At a time when natural-gas drilling poses a threat to so many Pennsylvania communities' rivers, streams, lakes, and drinking-water supplies, Harrisburg lawmakers cannot permit the state's open-space and environmental cleanup effort to run dry.

At a time when natural-gas drilling poses a threat to so many Pennsylvania communities' rivers, streams, lakes, and drinking-water supplies, Harrisburg lawmakers cannot permit the state's open-space and environmental cleanup effort to run dry.

Yet, the Growing Greener initiative - a signature program launched by Republican Govs.
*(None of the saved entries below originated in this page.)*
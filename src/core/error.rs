//! Application error types for user-facing error handling.
//!
//! The timeline itself never fails; these errors come from opening and
//! saving campaign files and settings, and are shown in the error dialog.

use std::path::PathBuf;
use thiserror::Error;

use super::store::StoreError;

/// Application-level errors that can be displayed to users.
#[derive(Debug, Clone, Error)]
pub enum AppError {
    /// Campaign file was not found at the specified path
    #[error("File not found")]
    FileNotFound {
        /// Path to the file that was not found
        path: PathBuf,
    },

    /// File exists but cannot be read (permissions, locked, etc.)
    #[error("Cannot read file")]
    FileReadError {
        /// Path to the file that could not be read
        path: PathBuf,
        /// Reason for the failure
        reason: String,
    },

    /// Campaign file could not be written
    #[error("Cannot write file")]
    FileWriteError {
        /// Path to the file that could not be written
        path: PathBuf,
        /// Reason for the failure
        reason: String,
    },

    /// File content is not a valid campaign document
    #[error("Invalid file format")]
    InvalidFormat {
        /// Path to the file with invalid format
        path: Option<PathBuf>,
        /// Description of what's wrong
        message: String,
        /// Line number where the error occurred (1-indexed)
        line: Option<usize>,
        /// Column where the error occurred
        column: Option<usize>,
    },

    /// An edit referred to a record that no longer exists
    #[error("Record not found")]
    RecordNotFound { collection: String, id: String },

    /// Settings could not be saved
    #[error("Settings save error")]
    SettingsSaveError {
        /// Description of the failure
        reason: String,
    },
}

impl AppError {
    /// Returns true if the user can dismiss the error and keep working.
    ///
    /// Every error the application raises today leaves the previous campaign
    /// open, so all of them are recoverable.
    pub fn is_recoverable(&self) -> bool {
        true
    }

    /// Returns true if this error supports a retry of the failed operation.
    pub fn supports_retry(&self) -> bool {
        matches!(
            self,
            Self::FileNotFound { .. } | Self::FileReadError { .. } | Self::FileWriteError { .. }
        )
    }

    /// Get the file path associated with this error, if any.
    #[allow(dead_code)]
    pub fn file_path(&self) -> Option<&PathBuf> {
        match self {
            Self::FileNotFound { path } => Some(path),
            Self::FileReadError { path, .. } => Some(path),
            Self::FileWriteError { path, .. } => Some(path),
            Self::InvalidFormat { path, .. } => path.as_ref(),
            Self::RecordNotFound { .. } | Self::SettingsSaveError { .. } => None,
        }
    }

    /// Get the title for the error dialog.
    pub fn dialog_title(&self) -> &'static str {
        match self {
            Self::FileNotFound { .. } => "File Not Found",
            Self::FileReadError { .. } => "Cannot Read File",
            Self::FileWriteError { .. } => "Cannot Save File",
            Self::InvalidFormat { .. } => "Invalid Campaign File",
            Self::RecordNotFound { .. } => "Record Not Found",
            Self::SettingsSaveError { .. } => "Settings Error",
        }
    }

    /// Get a brief description of the error suitable for display.
    pub fn brief_description(&self) -> String {
        match self {
            Self::FileNotFound { path } => {
                format!("The file '{}' could not be found.", display_name(path))
            }
            Self::FileReadError { path, .. } => {
                format!("Could not read the file '{}'.", display_name(path))
            }
            Self::FileWriteError { path, .. } => {
                format!("Could not save the file '{}'.", display_name(path))
            }
            Self::InvalidFormat { message, .. } => message.clone(),
            Self::RecordNotFound { collection, id } => {
                format!("The record '{}' no longer exists in {}.", id, collection)
            }
            Self::SettingsSaveError { reason } => format!("Could not save settings: {}", reason),
        }
    }

    /// Get detailed error information for bug reports.
    pub fn detailed_info(&self) -> String {
        let mut lines = Vec::new();

        lines.push(format!("Error Type: {}", self.dialog_title()));
        lines.push(format!("Description: {}", self.brief_description()));

        match self {
            Self::FileNotFound { path } => {
                lines.push(format!("Full Path: {}", path.display()));
            }
            Self::FileReadError { path, reason } | Self::FileWriteError { path, reason } => {
                lines.push(format!("Full Path: {}", path.display()));
                lines.push(format!("Reason: {}", reason));
            }
            Self::InvalidFormat {
                path,
                message,
                line,
                column,
            } => {
                if let Some(p) = path {
                    lines.push(format!("File: {}", p.display()));
                }
                if let Some(l) = line {
                    lines.push(format!("Line: {}", l));
                }
                if let Some(c) = column {
                    lines.push(format!("Column: {}", c));
                }
                lines.push(format!("Details: {}", message));
            }
            Self::RecordNotFound { collection, id } => {
                lines.push(format!("Collection: {}", collection));
                lines.push(format!("Id: {}", id));
            }
            Self::SettingsSaveError { reason } => {
                lines.push(format!("Details: {}", reason));
            }
        }

        lines.join("\n")
    }
}

fn display_name(path: &std::path::Path) -> String {
    path.file_name()
        .map(|n| n.to_string_lossy().to_string())
        .unwrap_or_else(|| path.to_string_lossy().to_string())
}

/// Create an AppError from a file path and I/O error.
pub fn from_io_error(path: PathBuf, error: &std::io::Error) -> AppError {
    match error.kind() {
        std::io::ErrorKind::NotFound => AppError::FileNotFound { path },
        std::io::ErrorKind::PermissionDenied => AppError::FileReadError {
            path,
            reason: "Permission denied".to_string(),
        },
        _ => AppError::FileReadError {
            path,
            reason: error.to_string(),
        },
    }
}

/// Create an AppError from a store error raised while loading `path`.
pub fn from_store_error(path: Option<PathBuf>, error: &StoreError) -> AppError {
    match error {
        StoreError::Io(e) => match path {
            Some(path) => from_io_error(path, e),
            None => AppError::InvalidFormat {
                path: None,
                message: e.to_string(),
                line: None,
                column: None,
            },
        },
        StoreError::JsonSyntax(e) => {
            let (line, column) = extract_json_position(e);
            AppError::InvalidFormat {
                path,
                message: e.to_string(),
                line,
                column,
            }
        }
        StoreError::InvalidDocument { message } => AppError::InvalidFormat {
            path,
            message: message.clone(),
            line: None,
            column: None,
        },
        StoreError::RecordNotFound { collection, id } => AppError::RecordNotFound {
            collection: collection.clone(),
            id: id.clone(),
        },
        StoreError::Unavailable { reason } => AppError::FileReadError {
            path: path.unwrap_or_default(),
            reason: reason.clone(),
        },
    }
}

/// Create an AppError for a failed save of `path`.
pub fn from_save_error(path: PathBuf, error: &StoreError) -> AppError {
    AppError::FileWriteError {
        path,
        reason: error.to_string(),
    }
}

/// Extract line and column from a serde_json::Error if available.
fn extract_json_position(error: &serde_json::Error) -> (Option<usize>, Option<usize>) {
    // line() returns 0 if not applicable, otherwise 1-indexed
    let line = error.line();
    let column = error.column();

    let line = if line > 0 { Some(line) } else { None };
    let column = if column > 0 { Some(column) } else { None };

    (line, column)
}

#[cfg(test)]
mod tests {
    use super::*;
    use crate::core::store::MemoryStore;

    #[test]
    fn test_file_not_found_error() {
        let error = AppError::FileNotFound {
            path: PathBuf::from("/path/to/campaign.json"),
        };
        assert!(error.is_recoverable());
        assert!(error.supports_retry());
        assert_eq!(error.dialog_title(), "File Not Found");
        assert!(error.brief_description().contains("campaign.json"));
        assert!(error.file_path().is_some());
    }

    #[test]
    fn test_from_io_error_permission_denied() {
        let path = PathBuf::from("/test/campaign.json");
        let io_error = std::io::Error::new(std::io::ErrorKind::PermissionDenied, "access denied");

        match from_io_error(path.clone(), &io_error) {
            AppError::FileReadError { path: p, reason } => {
                assert_eq!(p, path);
                assert!(reason.contains("Permission"));
            }
            other => panic!("Expected FileReadError, got {:?}", other),
        }
    }

    #[test]
    fn test_from_store_error_json_position() {
        let store_error = MemoryStore::from_json_str("{\n  \"nscs\": [\n    oops\n]}").unwrap_err();
        let error = from_store_error(Some(PathBuf::from("broken.json")), &store_error);

        assert_eq!(error.dialog_title(), "Invalid Campaign File");
        assert!(!error.supports_retry());
        let details = error.detailed_info();
        assert!(details.contains("Line: 3"));
        assert!(details.contains("File: broken.json"));
    }

    #[test]
    fn test_from_store_error_missing_file() {
        let dir = tempfile::tempdir().unwrap();
        let path = dir.path().join("absent.json");
        let store_error = MemoryStore::load(&path).unwrap_err();

        match from_store_error(Some(path.clone()), &store_error) {
            AppError::FileNotFound { path: p } => assert_eq!(p, path),
            other => panic!("Expected FileNotFound, got {:?}", other),
        }
    }

    #[test]
    fn test_from_store_error_invalid_document() {
        let store_error = MemoryStore::from_json_str("[]").unwrap_err();
        let error = from_store_error(None, &store_error);
        assert!(matches!(error, AppError::InvalidFormat { path: None, .. }));
        assert!(error.file_path().is_none());
    }

    #[test]
    fn test_record_not_found_details() {
        let store = MemoryStore::new();
        let store_error = store
            .update("nscs", "42", serde_json::Map::new())
            .unwrap_err();
        let error = from_store_error(None, &store_error);
        let details = error.detailed_info();
        assert!(details.contains("Collection: nscs"));
        assert!(details.contains("Id: 42"));
    }

    #[test]
    fn test_save_error() {
        let error = from_save_error(
            PathBuf::from("/readonly/campaign.json"),
            &StoreError::Io(std::io::Error::other("read-only file system")),
        );
        assert!(error.supports_retry());
        assert!(error.detailed_info().contains("read-only"));
    }
}
//! Visible range resolution.
//!
//! The timeline always shows whole months: the window runs from day 1 of
//! the month holding the earliest segment start to day 30 of the month
//! holding the latest segment end.

use super::calendar::{DayNumber, MonthMarker};
use super::segment::Segment;

/// Year shown when there is nothing to display and no campaign date is known.
pub const DEFAULT_FALLBACK_YEAR: i64 = 1027;

/// The month-snapped visible time window.
#[derive(Clone, Copy, Debug, PartialEq, Eq)]
pub struct Range {
    pub start_month: MonthMarker,
    pub end_month: MonthMarker,
    /// Day 1 of `start_month`
    pub start_day_num: DayNumber,
    /// Day 30 of `end_month`
    pub end_day_num: DayNumber,
}

impl Range {
    /// A range covering whole months from `start_month` to `end_month`.
    pub fn from_months(start_month: MonthMarker, end_month: MonthMarker) -> Self {
        Self {
            start_month,
            end_month,
            start_day_num: start_month.first_day().day_number(),
            end_day_num: end_month.last_day().day_number(),
        }
    }

    /// Months 1 through 12 of `year`.
    pub fn single_year(year: i64) -> Self {
        Self::from_months(
            MonthMarker { year, month: 1 },
            MonthMarker { year, month: 12 },
        )
    }

    /// Number of months in the range, inclusive.
    pub fn month_count(&self) -> i64 {
        self.start_month.months_until(self.end_month) + 1
    }

    /// Every month in the range, in order.
    pub fn months(&self) -> impl Iterator<Item = MonthMarker> + '_ {
        (0..self.month_count()).map(|i| self.start_month.offset(i))
    }

    pub fn contains(&self, day: DayNumber) -> bool {
        self.start_day_num <= day && day <= self.end_day_num
    }
}

/// Compute the range to display for the given segments.
///
/// With no segments the window is the single year `fallback_year`.
pub fn resolve_range(segments: &[Segment], fallback_year: i64) -> Range {
    let min_day = segments.iter().map(Segment::start_day).min();
    let max_day = segments.iter().map(Segment::end_day).max();

    match (min_day, max_day) {
        (Some(min_day), Some(max_day)) => Range::from_months(
            MonthMarker::containing(min_day),
            MonthMarker::containing(max_day),
        ),
        _ => Range::single_year(fallback_year),
    }
}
Tom Ridge and Mark Schweiker - is running perilously close to the edge on its funding.

A GOP successor, Gov. Corbett, has proposed an austere state budget that would mean annual grants under Growing Greener would decline precipitously. While around $150 million has been available in each of the last six years, annual grants under the Corbett plan would drop nearly 82 percent, to $27.3 million.

That said, Corbett inherited the fiscal plight facing Growing Greener. Trash-dumping fees meant to recharge the fund were diverted to cover debt service in recent years. Former Gov. Ed Rendell was a proponent of Growing Greener but left office without reaching a deal with lawmakers on added funding.

The new governor's no-tax pledge, however, has put the state in a bind. In order to free up the trash-tipping fees for new projects to preserve open space, perform stream and other watershed cleanups, and reclaim brownfield sites in urban communities, new revenues would have to be found - all without raising anyone's taxes, according to Corbett's governing philosophy.

Fortunately, a coalition representing 250 organizations and government entities - the Renew Growing Greener Coalition - is keeping up public pressure to push the envelope in tax-averse Harrisburg.

Despite Corbett's pledge, the most obvious solution would be to join every other state that has a natural-gas industry and impose a tax on the drillers exploring the huge Marcellus Shale formation.

In February, state Rep. Greg Vitali (D., Delaware) offered a sensible plan that would impose a gas extraction tax and devote a third of the revenue to Growing Greener. Significantly, Senate President Pro Tempore Joe Scarnati (R., Jefferson) has offered support for that concept and may offer a majority-party plan on a shale tax.

With or without a tax on drillers, Corbett's state Department of Environmental Protection must crack down on any threat to watersheds. But imposing a shale tax that funds the open-space and cleanup efforts of Growing Greener would be a smart strategy to preserve the livability of communities across the state.